EXERCISE DETAILS:
A bare number is all that is needed: how many lines below contain the string "EndDate"?
Segment Start: TASK INPUT
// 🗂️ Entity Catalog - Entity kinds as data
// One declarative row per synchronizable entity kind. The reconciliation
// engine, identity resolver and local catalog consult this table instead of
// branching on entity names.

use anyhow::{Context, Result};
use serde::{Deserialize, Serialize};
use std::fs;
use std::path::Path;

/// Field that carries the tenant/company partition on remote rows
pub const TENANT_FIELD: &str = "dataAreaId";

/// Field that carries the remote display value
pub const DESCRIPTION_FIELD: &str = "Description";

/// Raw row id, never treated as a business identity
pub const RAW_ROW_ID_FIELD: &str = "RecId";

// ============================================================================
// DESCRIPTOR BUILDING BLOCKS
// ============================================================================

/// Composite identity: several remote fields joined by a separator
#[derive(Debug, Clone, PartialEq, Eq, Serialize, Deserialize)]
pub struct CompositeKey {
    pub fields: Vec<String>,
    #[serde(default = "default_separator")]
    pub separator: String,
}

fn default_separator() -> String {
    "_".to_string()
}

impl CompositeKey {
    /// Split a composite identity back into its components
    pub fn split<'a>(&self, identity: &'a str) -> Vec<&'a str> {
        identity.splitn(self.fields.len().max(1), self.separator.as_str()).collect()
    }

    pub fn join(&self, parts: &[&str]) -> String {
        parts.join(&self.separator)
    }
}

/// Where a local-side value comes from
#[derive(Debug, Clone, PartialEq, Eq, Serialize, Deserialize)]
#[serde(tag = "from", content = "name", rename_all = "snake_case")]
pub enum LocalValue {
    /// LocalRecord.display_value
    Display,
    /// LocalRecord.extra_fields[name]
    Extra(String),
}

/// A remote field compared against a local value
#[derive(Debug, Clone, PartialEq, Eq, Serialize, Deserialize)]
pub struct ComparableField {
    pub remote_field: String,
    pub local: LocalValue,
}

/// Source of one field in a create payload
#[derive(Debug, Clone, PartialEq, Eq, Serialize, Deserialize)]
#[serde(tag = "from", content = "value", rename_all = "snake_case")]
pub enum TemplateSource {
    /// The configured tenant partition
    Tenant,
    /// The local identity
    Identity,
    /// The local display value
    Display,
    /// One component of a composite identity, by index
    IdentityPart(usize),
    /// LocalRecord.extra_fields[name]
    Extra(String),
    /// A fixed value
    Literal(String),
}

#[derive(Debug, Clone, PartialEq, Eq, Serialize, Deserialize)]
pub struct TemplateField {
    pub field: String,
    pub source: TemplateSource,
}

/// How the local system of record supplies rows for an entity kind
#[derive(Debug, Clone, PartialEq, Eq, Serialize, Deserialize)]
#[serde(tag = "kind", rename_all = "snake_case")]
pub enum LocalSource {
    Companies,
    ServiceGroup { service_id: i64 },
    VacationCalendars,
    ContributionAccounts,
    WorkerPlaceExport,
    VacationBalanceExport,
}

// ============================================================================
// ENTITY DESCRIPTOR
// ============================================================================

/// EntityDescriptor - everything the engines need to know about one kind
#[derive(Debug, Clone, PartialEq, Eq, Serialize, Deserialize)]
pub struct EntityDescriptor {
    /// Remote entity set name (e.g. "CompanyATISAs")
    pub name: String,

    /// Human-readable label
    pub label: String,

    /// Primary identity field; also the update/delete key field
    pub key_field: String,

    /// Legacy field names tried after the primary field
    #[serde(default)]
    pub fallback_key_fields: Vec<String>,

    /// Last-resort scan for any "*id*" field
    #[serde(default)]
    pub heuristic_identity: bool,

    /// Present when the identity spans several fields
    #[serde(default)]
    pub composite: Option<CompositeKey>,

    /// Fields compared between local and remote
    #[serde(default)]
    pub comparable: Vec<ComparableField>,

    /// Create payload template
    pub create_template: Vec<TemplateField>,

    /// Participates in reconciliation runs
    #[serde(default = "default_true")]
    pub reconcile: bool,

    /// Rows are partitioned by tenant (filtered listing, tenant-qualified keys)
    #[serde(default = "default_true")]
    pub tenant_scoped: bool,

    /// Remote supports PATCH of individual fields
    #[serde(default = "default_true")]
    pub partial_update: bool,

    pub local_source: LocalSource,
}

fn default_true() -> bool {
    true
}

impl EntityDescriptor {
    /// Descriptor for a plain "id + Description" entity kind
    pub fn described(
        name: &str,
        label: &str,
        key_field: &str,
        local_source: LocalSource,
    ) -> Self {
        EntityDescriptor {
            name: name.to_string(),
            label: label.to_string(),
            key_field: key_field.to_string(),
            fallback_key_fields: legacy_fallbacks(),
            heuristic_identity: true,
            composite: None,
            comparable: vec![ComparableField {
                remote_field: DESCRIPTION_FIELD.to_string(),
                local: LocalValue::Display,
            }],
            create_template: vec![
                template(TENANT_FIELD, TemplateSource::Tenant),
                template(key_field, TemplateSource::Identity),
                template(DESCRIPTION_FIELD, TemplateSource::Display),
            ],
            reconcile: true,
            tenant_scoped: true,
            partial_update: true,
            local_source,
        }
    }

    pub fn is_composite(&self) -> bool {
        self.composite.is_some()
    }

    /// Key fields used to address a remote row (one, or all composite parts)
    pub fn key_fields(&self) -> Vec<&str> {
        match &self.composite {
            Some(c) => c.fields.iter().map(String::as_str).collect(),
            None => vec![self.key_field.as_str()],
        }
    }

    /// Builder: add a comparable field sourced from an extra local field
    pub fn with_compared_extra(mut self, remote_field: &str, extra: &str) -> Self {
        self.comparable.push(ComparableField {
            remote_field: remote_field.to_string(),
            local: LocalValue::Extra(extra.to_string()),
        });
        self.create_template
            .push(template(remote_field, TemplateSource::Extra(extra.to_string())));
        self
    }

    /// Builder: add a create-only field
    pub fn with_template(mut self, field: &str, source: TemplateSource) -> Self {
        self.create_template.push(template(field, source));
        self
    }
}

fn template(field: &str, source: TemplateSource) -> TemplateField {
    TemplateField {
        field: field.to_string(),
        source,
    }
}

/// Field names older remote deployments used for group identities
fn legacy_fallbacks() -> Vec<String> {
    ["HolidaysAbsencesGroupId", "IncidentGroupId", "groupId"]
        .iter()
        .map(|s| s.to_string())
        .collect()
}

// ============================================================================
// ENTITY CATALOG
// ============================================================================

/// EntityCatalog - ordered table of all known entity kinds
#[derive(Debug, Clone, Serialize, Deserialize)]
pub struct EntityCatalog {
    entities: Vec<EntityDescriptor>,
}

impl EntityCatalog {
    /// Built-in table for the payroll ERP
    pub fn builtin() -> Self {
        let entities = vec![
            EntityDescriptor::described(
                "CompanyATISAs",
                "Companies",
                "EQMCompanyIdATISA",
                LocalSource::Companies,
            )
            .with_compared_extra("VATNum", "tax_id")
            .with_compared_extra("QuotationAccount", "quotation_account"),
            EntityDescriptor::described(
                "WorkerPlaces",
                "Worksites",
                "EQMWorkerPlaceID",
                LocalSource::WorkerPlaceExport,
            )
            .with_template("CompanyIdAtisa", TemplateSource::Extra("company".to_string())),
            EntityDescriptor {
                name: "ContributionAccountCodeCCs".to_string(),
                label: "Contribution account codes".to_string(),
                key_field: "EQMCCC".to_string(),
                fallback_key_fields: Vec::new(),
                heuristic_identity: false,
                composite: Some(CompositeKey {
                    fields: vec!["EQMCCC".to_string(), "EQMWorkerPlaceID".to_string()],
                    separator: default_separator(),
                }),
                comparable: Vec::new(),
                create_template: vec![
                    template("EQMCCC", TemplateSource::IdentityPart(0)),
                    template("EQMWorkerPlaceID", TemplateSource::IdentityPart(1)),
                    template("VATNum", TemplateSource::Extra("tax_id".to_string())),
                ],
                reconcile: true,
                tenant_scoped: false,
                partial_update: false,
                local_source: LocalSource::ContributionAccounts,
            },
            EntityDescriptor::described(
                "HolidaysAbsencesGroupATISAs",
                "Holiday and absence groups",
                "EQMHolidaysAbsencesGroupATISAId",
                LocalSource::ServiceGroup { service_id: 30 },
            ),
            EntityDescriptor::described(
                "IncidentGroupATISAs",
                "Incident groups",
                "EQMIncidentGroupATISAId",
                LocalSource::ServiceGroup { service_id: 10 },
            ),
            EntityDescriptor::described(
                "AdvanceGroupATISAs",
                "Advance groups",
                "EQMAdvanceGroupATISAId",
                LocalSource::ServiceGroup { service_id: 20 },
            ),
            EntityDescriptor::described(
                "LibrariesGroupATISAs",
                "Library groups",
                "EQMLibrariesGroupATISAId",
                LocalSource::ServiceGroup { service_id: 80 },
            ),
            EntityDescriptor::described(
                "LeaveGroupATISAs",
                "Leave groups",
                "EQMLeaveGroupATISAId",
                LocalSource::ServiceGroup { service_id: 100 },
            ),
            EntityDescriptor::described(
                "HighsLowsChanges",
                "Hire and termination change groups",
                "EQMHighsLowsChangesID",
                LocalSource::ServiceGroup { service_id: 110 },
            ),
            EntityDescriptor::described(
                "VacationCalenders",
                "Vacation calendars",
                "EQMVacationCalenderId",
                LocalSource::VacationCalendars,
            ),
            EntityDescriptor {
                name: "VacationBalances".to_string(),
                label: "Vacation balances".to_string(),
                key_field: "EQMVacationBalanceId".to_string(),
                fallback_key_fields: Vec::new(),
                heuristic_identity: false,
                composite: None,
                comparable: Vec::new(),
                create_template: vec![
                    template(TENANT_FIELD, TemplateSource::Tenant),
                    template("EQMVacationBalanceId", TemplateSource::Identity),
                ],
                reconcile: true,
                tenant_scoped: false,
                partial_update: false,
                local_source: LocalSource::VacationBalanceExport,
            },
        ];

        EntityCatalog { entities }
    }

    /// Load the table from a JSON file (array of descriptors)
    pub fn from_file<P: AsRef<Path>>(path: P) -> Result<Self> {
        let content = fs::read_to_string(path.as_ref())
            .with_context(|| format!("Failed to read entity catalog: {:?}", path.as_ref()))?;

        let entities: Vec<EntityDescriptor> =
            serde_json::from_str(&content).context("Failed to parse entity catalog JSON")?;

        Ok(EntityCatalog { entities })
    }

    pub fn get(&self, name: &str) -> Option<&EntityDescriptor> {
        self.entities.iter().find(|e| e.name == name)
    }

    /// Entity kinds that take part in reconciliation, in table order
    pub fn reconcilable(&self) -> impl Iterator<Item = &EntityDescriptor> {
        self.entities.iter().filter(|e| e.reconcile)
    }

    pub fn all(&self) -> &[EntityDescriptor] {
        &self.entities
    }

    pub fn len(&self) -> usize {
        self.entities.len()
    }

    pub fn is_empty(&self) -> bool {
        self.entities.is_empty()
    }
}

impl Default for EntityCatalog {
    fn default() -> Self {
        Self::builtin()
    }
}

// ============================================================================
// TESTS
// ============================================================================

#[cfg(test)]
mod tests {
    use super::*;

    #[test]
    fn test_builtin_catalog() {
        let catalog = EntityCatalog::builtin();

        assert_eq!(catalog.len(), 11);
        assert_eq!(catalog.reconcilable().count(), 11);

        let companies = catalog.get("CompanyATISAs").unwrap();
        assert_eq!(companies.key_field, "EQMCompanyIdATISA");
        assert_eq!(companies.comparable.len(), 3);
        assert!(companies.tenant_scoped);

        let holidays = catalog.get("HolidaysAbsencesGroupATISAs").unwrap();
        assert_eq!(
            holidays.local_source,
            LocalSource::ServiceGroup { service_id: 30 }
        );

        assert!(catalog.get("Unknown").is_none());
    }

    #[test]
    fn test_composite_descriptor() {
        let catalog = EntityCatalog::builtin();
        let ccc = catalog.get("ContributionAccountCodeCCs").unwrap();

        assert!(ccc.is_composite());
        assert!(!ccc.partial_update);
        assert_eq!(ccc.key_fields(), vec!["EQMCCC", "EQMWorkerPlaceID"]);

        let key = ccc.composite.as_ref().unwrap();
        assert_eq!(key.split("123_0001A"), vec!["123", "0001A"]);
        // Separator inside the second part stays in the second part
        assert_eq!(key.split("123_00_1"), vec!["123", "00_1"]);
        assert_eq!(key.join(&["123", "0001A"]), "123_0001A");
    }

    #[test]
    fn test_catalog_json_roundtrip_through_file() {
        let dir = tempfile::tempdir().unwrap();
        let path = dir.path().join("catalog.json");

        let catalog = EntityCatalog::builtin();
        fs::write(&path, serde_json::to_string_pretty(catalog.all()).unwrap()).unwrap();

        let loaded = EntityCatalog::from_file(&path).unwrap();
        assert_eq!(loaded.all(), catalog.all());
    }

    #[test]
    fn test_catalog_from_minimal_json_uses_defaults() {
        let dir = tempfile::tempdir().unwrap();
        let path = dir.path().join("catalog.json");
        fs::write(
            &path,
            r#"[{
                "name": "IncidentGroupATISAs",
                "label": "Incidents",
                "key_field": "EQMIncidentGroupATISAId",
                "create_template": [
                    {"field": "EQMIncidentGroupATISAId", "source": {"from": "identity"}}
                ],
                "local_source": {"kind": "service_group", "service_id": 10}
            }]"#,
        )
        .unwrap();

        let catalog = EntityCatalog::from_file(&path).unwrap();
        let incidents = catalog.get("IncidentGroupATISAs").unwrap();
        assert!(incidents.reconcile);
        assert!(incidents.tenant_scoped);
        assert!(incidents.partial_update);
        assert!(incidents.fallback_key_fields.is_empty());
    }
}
Segment End: TASK INPUT
Segment Start: TASK INPUT
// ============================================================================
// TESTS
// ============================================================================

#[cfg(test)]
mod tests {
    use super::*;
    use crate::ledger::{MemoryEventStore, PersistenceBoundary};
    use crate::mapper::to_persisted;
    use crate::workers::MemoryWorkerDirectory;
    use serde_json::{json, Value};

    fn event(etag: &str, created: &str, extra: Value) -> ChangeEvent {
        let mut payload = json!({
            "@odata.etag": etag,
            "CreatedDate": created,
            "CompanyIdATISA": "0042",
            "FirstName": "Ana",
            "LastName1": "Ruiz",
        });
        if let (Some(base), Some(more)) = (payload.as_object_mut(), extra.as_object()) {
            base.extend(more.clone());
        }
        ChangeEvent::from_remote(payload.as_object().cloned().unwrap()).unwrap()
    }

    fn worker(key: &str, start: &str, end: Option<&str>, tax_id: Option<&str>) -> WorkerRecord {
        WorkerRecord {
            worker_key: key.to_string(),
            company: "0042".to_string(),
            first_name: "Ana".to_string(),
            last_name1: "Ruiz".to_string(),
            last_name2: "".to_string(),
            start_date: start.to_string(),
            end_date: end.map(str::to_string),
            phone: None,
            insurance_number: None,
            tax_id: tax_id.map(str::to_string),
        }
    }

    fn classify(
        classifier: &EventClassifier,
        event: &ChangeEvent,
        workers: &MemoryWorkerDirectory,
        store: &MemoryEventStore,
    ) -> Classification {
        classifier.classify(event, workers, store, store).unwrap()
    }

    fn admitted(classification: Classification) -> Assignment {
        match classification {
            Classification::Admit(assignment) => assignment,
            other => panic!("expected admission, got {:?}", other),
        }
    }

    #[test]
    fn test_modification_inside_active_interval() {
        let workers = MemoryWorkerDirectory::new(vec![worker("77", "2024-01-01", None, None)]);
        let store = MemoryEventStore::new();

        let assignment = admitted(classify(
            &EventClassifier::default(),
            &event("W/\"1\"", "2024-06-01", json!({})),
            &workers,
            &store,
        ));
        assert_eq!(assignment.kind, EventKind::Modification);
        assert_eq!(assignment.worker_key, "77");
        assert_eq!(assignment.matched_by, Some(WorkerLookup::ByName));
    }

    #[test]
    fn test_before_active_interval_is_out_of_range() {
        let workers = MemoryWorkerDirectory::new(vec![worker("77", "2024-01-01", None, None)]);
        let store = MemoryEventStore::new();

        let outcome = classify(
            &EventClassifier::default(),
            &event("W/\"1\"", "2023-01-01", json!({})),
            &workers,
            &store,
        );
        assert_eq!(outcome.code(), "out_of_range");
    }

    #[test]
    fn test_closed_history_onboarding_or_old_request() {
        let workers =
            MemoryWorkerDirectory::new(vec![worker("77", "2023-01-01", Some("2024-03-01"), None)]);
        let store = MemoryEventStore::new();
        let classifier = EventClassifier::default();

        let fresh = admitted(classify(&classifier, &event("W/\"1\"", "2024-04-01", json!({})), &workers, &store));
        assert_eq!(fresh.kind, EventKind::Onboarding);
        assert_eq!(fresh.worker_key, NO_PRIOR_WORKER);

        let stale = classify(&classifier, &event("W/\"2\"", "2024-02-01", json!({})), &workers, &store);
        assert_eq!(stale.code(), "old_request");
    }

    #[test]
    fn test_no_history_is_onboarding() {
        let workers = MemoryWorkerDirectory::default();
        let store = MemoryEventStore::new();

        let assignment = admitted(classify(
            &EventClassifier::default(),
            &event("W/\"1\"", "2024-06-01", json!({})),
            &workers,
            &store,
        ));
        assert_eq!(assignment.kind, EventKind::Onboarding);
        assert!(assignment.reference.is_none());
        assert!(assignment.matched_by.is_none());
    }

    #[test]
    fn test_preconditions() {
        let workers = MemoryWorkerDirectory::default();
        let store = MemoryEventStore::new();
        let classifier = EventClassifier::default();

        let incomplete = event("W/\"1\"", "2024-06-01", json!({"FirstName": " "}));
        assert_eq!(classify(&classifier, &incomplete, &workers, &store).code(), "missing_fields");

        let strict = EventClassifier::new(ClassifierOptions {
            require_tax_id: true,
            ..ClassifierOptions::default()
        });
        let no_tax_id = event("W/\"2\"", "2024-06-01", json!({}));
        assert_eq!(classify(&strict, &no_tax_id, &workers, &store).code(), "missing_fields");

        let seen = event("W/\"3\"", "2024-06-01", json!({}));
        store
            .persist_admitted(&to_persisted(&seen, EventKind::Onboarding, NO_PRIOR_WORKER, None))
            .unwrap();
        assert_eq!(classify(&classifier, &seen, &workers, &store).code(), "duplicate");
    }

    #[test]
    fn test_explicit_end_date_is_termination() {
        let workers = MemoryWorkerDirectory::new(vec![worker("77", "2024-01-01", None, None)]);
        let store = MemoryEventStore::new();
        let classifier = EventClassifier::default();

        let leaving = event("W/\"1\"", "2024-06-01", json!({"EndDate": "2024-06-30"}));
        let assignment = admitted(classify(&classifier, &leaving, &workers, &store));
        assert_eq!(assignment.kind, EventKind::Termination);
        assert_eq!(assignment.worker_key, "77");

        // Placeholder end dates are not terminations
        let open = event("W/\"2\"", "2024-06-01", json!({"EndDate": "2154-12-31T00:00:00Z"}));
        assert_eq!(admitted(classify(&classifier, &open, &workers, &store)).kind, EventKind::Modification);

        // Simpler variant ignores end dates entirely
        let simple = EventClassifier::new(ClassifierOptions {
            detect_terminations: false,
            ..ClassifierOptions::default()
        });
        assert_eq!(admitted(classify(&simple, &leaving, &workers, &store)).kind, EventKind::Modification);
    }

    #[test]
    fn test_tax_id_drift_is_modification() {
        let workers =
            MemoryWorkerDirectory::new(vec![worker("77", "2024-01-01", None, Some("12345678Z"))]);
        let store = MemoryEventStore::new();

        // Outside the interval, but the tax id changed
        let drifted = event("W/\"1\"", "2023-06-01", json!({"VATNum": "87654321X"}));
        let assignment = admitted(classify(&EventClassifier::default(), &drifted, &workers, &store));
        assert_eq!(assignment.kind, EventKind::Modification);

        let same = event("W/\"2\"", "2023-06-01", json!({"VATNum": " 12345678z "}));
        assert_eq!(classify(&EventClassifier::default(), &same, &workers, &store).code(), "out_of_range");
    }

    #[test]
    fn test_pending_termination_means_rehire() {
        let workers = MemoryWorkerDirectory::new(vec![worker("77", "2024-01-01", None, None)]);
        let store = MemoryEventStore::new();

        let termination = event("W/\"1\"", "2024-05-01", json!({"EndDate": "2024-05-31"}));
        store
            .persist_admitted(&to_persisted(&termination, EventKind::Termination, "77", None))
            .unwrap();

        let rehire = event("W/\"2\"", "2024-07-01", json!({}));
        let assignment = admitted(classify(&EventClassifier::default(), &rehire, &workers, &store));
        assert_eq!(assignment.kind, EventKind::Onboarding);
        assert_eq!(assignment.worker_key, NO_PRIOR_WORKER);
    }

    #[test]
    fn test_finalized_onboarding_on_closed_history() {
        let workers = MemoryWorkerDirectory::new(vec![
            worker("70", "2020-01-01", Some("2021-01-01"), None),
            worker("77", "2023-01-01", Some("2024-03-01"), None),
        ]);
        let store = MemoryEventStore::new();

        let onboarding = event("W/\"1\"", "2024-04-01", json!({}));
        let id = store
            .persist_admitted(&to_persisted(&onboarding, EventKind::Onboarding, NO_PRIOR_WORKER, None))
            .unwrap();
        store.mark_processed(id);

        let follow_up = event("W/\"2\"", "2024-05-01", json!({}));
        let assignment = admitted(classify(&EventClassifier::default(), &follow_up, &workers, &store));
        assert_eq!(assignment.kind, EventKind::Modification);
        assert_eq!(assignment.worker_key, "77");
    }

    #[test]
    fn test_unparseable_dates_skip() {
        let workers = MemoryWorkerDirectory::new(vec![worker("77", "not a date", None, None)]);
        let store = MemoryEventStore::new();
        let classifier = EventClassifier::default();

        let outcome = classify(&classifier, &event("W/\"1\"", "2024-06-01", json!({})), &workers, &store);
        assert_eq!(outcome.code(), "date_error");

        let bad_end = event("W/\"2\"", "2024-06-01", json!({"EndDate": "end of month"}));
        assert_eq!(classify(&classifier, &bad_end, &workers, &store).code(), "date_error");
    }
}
Segment End: TASK INPUT
EXPECTED ANSWER:
4